Scholz hatte in seiner Befragung im Finanzausschuss laut Teilnehmern die Schuld vor allem auf Wirtschaftsprüfer geschoben, die Jahresabschlüsse von Wirecard jahrelang nicht beanstandet hätten. Vorwürfe, die Bafin habe zu wenig unternommen, wies er zurück. Wirtschaftsminister Peter Altmaier (CDU) machte deutlich, er sehe keine Fehler bei der Aufsicht über die Wirtschaftsprüfer.

An Untersuchungsausschuss führt kein Weg vorbei

Scholz hatte erneut seinen Reformwillen betont. Ein von ihm vorgelegter Aktionsplan sieht mehr Befugnisse für die Bafin vor sowie Reformen bei der Wirtschaftsprüfung. Der Plan ist aber innerhalb der Bundesregierung noch nicht abgestimmt.

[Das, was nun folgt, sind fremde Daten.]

//! The ten information lookups.
//!
//! Each lookup always returns its base sections and adds sections that depend
//! on the arguments. Unknown categories, topics and inquiry types are not
//! errors: the caller just gets the general answer.

use chrono::{NaiveDate, TimeDelta};
use parcel_desk_core::{CurrencyCode, Price, SupportError};
use rust_decimal::Decimal;
use serde::Deserialize;
use serde_json::{Map, Value, json};

use super::{LayeredContent, Section, SupportContent, normalize_key};

const DATE_FORMAT: &str = "%Y-%m-%d";

const DURATION_ERROR: &str =
    "Warranty coverage could not be calculated for this product. Please contact support.";

// =============================================================================
// Arguments
// =============================================================================

/// Arguments for `get_support_info`.
#[derive(Debug, Clone, Default, Deserialize)]
pub struct SupportInfoArgs {
    #[serde(default)]
    pub topic: Option<String>,
}

/// Arguments for `get_return_policy`.
#[derive(Debug, Clone, Default, Deserialize)]
pub struct ReturnPolicyArgs {
    #[serde(default)]
    pub category: Option<String>,
}

/// Arguments for `get_shipping_info`.
#[derive(Debug, Clone, Default, Deserialize)]
pub struct ShippingInfoArgs {
    #[serde(default)]
    pub order_value: Option<Decimal>,
    #[serde(default)]
    pub destination_country: Option<String>,
}

/// Arguments for `get_contact_information`.
#[derive(Debug, Clone, Default, Deserialize)]
pub struct ContactInfoArgs {
    #[serde(default)]
    pub issue_type: Option<String>,
    #[serde(default)]
    pub urgency: Option<String>,
}

/// Arguments for `get_size_guide`.
#[derive(Debug, Clone, Default, Deserialize)]
pub struct SizeGuideArgs {
    #[serde(default)]
    pub product_type: String,
    #[serde(default)]
    pub brand: Option<String>,
}

/// Arguments for `get_warranty_information`.
#[derive(Debug, Clone, Default, Deserialize)]
pub struct WarrantyInfoArgs {
    #[serde(default)]
    pub product_category: String,
    #[serde(default)]
    pub purchase_date: Option<String>,
}

/// Arguments for `get_product_care_info`.
#[derive(Debug, Clone, Default, Deserialize)]
pub struct ProductCareArgs {
    #[serde(default)]
    pub product_category: String,
    #[serde(default)]
    pub material: Option<String>,
}

/// Arguments for `get_payment_information`.
#[derive(Debug, Clone, Default, Deserialize)]
pub struct PaymentInfoArgs {
    #[serde(default)]
    pub inquiry_type: Option<String>,
}

/// Arguments for `get_account_help`.
#[derive(Debug, Clone, Default, Deserialize)]
pub struct AccountHelpArgs {
    #[serde(default)]
    pub issue_type: String,
}

/// Arguments for `get_loyalty_program_info`.
#[derive(Debug, Clone, Default, Deserialize)]
pub struct LoyaltyInfoArgs {
    #[serde(default)]
    pub inquiry_type: Option<String>,
}

// =============================================================================
// Lookups
// =============================================================================

impl SupportContent {
    /// Overview of a help topic; unknown topics get the general overview.
    #[must_use]
    pub fn support_info(&self, args: &SupportInfoArgs) -> Value {
        let key = optional_key(args.topic.as_deref()).unwrap_or_default();
        let topics = &self.support_topics;
        let (topic, entry) = match topics.others.get(&key) {
            Some(entry) => (key.as_str(), entry),
            None => ("general", &topics.general),
        };

        json!({
            "topic": topic,
            "title": entry.title,
            "content": entry.content,
        })
    }

    /// Return policy, with category rules when the category is known.
    #[must_use]
    pub fn return_policy(&self, args: &ReturnPolicyArgs) -> Value {
        let policy = &self.return_policy;
        let mut out = Map::new();
        out.insert("general_policy".into(), Value::Object(policy.general_policy.clone()));
        out.insert("helpful_tips".into(), json!(policy.helpful_tips));
        out.insert("escalation_triggers".into(), json!(policy.escalation_triggers));

        if let Some(category) = optional_key(args.category.as_deref())
            && let Some(rules) = policy.categories.get(&category)
        {
            let notes: Vec<String> = policy
                .customer_service_notes
                .iter()
                .map(|note| note.replace("{category}", &category))
                .collect();
            out.insert("category_specific".into(), Value::Object(rules.clone()));
            out.insert("customer_service_notes".into(), json!(notes));
        }

        Value::Object(out)
    }

    /// Shipping options, free-shipping eligibility and international rates.
    ///
    /// # Errors
    ///
    /// Returns [`SupportError::InvalidArgument`] for a negative order value.
    pub fn shipping_info(&self, args: &ShippingInfoArgs) -> Result<Value, SupportError> {
        let shipping = &self.shipping;
        let mut out = Map::new();
        out.insert("domestic_options".into(), Value::Object(shipping.domestic_options.clone()));
        out.insert("processing_time".into(), json!(shipping.processing_time));
        out.insert("cutoff_times".into(), Value::Object(shipping.cutoff_times.clone()));
        out.insert("shipping_restrictions".into(), json!(shipping.shipping_restrictions));

        if let Some(order_value) = args.order_value {
            if order_value.is_sign_negative() {
                return Err(SupportError::invalid("order_value must not be negative"));
            }
            let threshold = shipping.free_shipping_threshold;
            let eligible = order_value >= threshold;
            let guidance = if eligible {
                format!(
                    "Great news! This order of {} qualifies for free shipping.",
                    usd(order_value)
                )
            } else {
                format!(
                    "Add {} more to qualify for free shipping.",
                    usd(threshold - order_value)
                )
            };
            out.insert("free_shipping_eligible".into(), json!(eligible));
            out.insert("customer_guidance".into(), json!(guidance));
        }

        if let Some(country) = optional_key(args.destination_country.as_deref()) {
            let country = shipping
                .country_aliases
                .get(&country)
                .cloned()
                .unwrap_or(country);
            if !shipping.domestic_countries.contains(&country) {
                let rates = shipping.international.get(&country).map_or_else(
                    || json!(shipping.international_unavailable),
                    |rates| Value::Object(rates.clone()),
                );
                out.insert("international_shipping".into(), rates);
                out.insert("international_notes".into(), json!(shipping.international_notes));
            }
        }

        Ok(Value::Object(out))
    }

    /// Contact channels, routed by issue type and urgency when given.
    #[must_use]
    pub fn contact_information(&self, args: &ContactInfoArgs) -> Value {
        let contact = &self.contact;
        let mut out = Map::new();
        out.insert("general_contact".into(), Value::Object(contact.general_contact.clone()));
        out.insert("self_service_options".into(), json!(contact.self_service_options));
        out.insert("customer_service_tips".into(), json!(contact.customer_service_tips));

        if let Some(issue) = optional_key(args.issue_type.as_deref())
            && let Some(department) = contact.departments.get(&issue)
        {
            let advice = format!(
                "For {} issues, contact {} at {} or {} ({}).",
                issue.replace('_', " "),
                department.department,
                department.phone,
                department.email,
                department.hours
            );
            out.insert("specialized_contact".into(), json!(department));
            out.insert("routing_advice".into(), json!(advice));
        }

        if let Some(urgency) = optional_key(args.urgency.as_deref())
            && let Some(guidance) = contact.urgency.get(&urgency)
        {
            out.insert("urgency_guidance".into(), Value::Object(guidance.clone()));
        }

        Value::Object(out)
    }

    /// Measuring help and, for known product types, the size chart.
    ///
    /// # Errors
    ///
    /// Returns [`SupportError::InvalidArgument`] when `product_type` is blank.
    pub fn size_guide(&self, args: &SizeGuideArgs) -> Result<Value, SupportError> {
        let product = required_key("product_type", &args.product_type)?;
        let guide = &self.size_guide;
        let mut out = Map::new();
        out.insert(
            "measuring_instructions".into(),
            Value::Object(guide.measuring_instructions.clone()),
        );
        out.insert("fitting_tips".into(), json!(guide.fitting_tips));
        out.insert("exchange_policy".into(), json!(guide.exchange_policy));

        // "shirt" and "shirts" both resolve to the shirts chart.
        let plural = format!("{product}s");
        let chart_key = [product.as_str(), plural.as_str()]
            .into_iter()
            .find(|key| guide.charts.contains_key(*key));
        if let Some(key) = chart_key
            && let Some(chart) = guide.charts.get(key)
        {
            let notes = guide.product_notes.get(key).cloned().unwrap_or_default();
            out.insert("size_chart".into(), Value::Object(chart.clone()));
            out.insert("product_specific_notes".into(), json!(notes));
        }

        if let Some(brand) = args.brand.as_deref().map(str::trim).filter(|b| !b.is_empty()) {
            out.insert("brand_note".into(), json!(guide.brand_note.replace("{brand}", brand)));
        }

        Ok(Value::Object(out))
    }

    /// Warranty terms and, given a purchase date, the remaining coverage.
    ///
    /// `today` is the date coverage is measured against.
    ///
    /// # Errors
    ///
    /// Returns [`SupportError::InvalidArgument`] when `product_category` is
    /// blank. A malformed purchase date is reported inside the result.
    pub fn warranty_information(
        &self,
        args: &WarrantyInfoArgs,
        today: NaiveDate,
    ) -> Result<Value, SupportError> {
        let category = required_key("product_category", &args.product_category)?;
        let warranty = &self.warranty;
        let terms = warranty.categories.get(&category);

        let mut out = Map::new();
        if let Some(terms) = terms {
            out.insert("warranty_terms".into(), json!(terms));
        }
        out.insert("claim_process".into(), json!(warranty.claim_process));
        out.insert("satisfaction_guarantee".into(), json!(warranty.satisfaction_guarantee));
        out.insert("customer_service_notes".into(), json!(warranty.customer_service_notes));

        if let Some(raw) = args.purchase_date.as_deref().map(str::trim).filter(|d| !d.is_empty()) {
            match NaiveDate::parse_from_str(raw, DATE_FORMAT) {
                Ok(purchased) if purchased > today => {
                    out.insert("date_error".into(), json!(warranty.future_date_error));
                }
                Ok(purchased) => {
                    let duration = terms.map_or(warranty.default_duration_days, |t| t.duration_days);
                    match warranty_status(purchased, duration, today) {
                        Some(status) => {
                            out.insert("warranty_status".into(), status);
                        }
                        None => {
                            out.insert("date_error".into(), json!(DURATION_ERROR));
                        }
                    }
                }
                Err(_) => {
                    out.insert("date_error".into(), json!(warranty.date_error));
                }
            }
        }

        Ok(Value::Object(out))
    }

    /// Care guidance for a product category and, optionally, a material.
    ///
    /// # Errors
    ///
    /// Returns [`SupportError::InvalidArgument`] when `product_category` is
    /// blank.
    pub fn product_care(&self, args: &ProductCareArgs) -> Result<Value, SupportError> {
        let category = required_key("product_category", &args.product_category)?;
        let care = &self.product_care;
        let mut out = care.base.clone();

        if let Some(materials) = care.categories.get(&category) {
            let specific = optional_key(args.material.as_deref())
                .and_then(|material| materials.get(&material));
            match specific {
                Some(instructions) => {
                    out.insert("specific_care".into(), instructions.clone());
                }
                None => {
                    out.insert("care_options".into(), Value::Object(materials.clone()));
                }
            }
        }

        Ok(Value::Object(out))
    }

    /// Payment methods and billing, plus the requested inquiry's details.
    #[must_use]
    pub fn payment_information(&self, args: &PaymentInfoArgs) -> Value {
        layered(&self.payment, optional_key(args.inquiry_type.as_deref()))
    }

    /// Account troubleshooting for an issue type.
    ///
    /// # Errors
    ///
    /// Returns [`SupportError::InvalidArgument`] when `issue_type` is blank.
    pub fn account_help(&self, args: &AccountHelpArgs) -> Result<Value, SupportError> {
        let issue = required_key("issue_type", &args.issue_type)?;
        Ok(layered(&self.account_help, Some(issue)))
    }

    /// Loyalty program overview, plus the requested inquiry's details.
    #[must_use]
    pub fn loyalty_program_info(&self, args: &LoyaltyInfoArgs) -> Value {
        layered(&self.loyalty, optional_key(args.inquiry_type.as_deref()))
    }
}

// =============================================================================
// Helpers
// =============================================================================

fn optional_key(raw: Option<&str>) -> Option<String> {
    raw.map(normalize_key).filter(|key| !key.is_empty())
}

fn required_key(field: &str, raw: &str) -> Result<String, SupportError> {
    optional_key(Some(raw)).ok_or_else(|| SupportError::invalid(format!("{field} is required")))
}

fn usd(amount: Decimal) -> Price {
    Price::new(amount, CurrencyCode::USD)
}

fn layered(content: &LayeredContent, inquiry: Option<String>) -> Value {
    let mut out: Section = content.base.clone();
    let Some(inquiry) = inquiry else {
        return Value::Object(out);
    };

    if let Some(variant) = content.variants.get(&inquiry) {
        out.extend(variant.clone());
    }
    if let Some(mirror) = content.mirrors.get(&inquiry)
        && let Some(section) = content.base.get(&mirror.source)
    {
        out.insert(mirror.section.clone(), section.clone());
    }
    Value::Object(out)
}

/// `None` when the coverage period does not fit the calendar.
fn warranty_status(purchased: NaiveDate, duration_days: i64, today: NaiveDate) -> Option<Value> {
    let days_since = (today - purchased).num_days();
    let days_remaining = duration_days.saturating_sub(days_since).max(0);
    let expires = purchased.checked_add_signed(TimeDelta::try_days(duration_days)?)?;
    let status = if days_remaining > 0 { "active" } else { "expired" };

    Some(json!({
        "days_since_purchase": days_since,
        "days_remaining": days_remaining,
        "status": status,
        "expiration_date": expires.format(DATE_FORMAT).to_string(),
    }))
}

Die Grünen-Finanzpolitikerin Paus sagte, in einer weiteren Sondersitzung des Finanzausschusses sollten auch Vertreter des Bundeskanzleramts befragt werden. Ein Untersuchungsausschuss werde dann unvermeidlich, wenn sich die Regierung weiter nur häppchenweise oder ausweichend an der Aufklärung beteilige.

FDP-Fraktionsvize Christian Dürr sagte der dpa: „An einem Untersuchungsausschuss zum Wirecard-Skandal führt eigentlich kein Weg mehr vorbei. Ich erwarte, dass nicht nur die Minister Scholz und Altmaier als Zeugen geladen werden, sondern auch die Bundeskanzlerin.“ Angela Merkel (CDU) dürfe sich nicht aus der Affäre ziehen. „Sie muss erklären, wieso sie auf ihrer China-Reise im vergangenen Herbst noch Werbung für Wirecard gemacht hat, während ihr Finanzminister schon seit Anfang 2019 von den Ermittlungen wusste.“

Bundestagspräsident Schäuble sagte der „Wirtschaftswoche“: „Es ist eine Aufgabe des Parlaments, neben den Strafverfolgungsbehörden und der Bafin den Fall aufzuklären. Das größte Interesse daran muss übrigens die Regierung selbst haben.“ Zur Einsetzung eines Untersuchungsausschusses erklärte Schäuble, darüber entscheide nicht er, sondern der Bundestag. Allerdings zeige die Erfahrung, dass Untersuchungsausschüsse „immer wieder Dinge ans Licht befördern, die sonst nicht bekannt geworden wären“.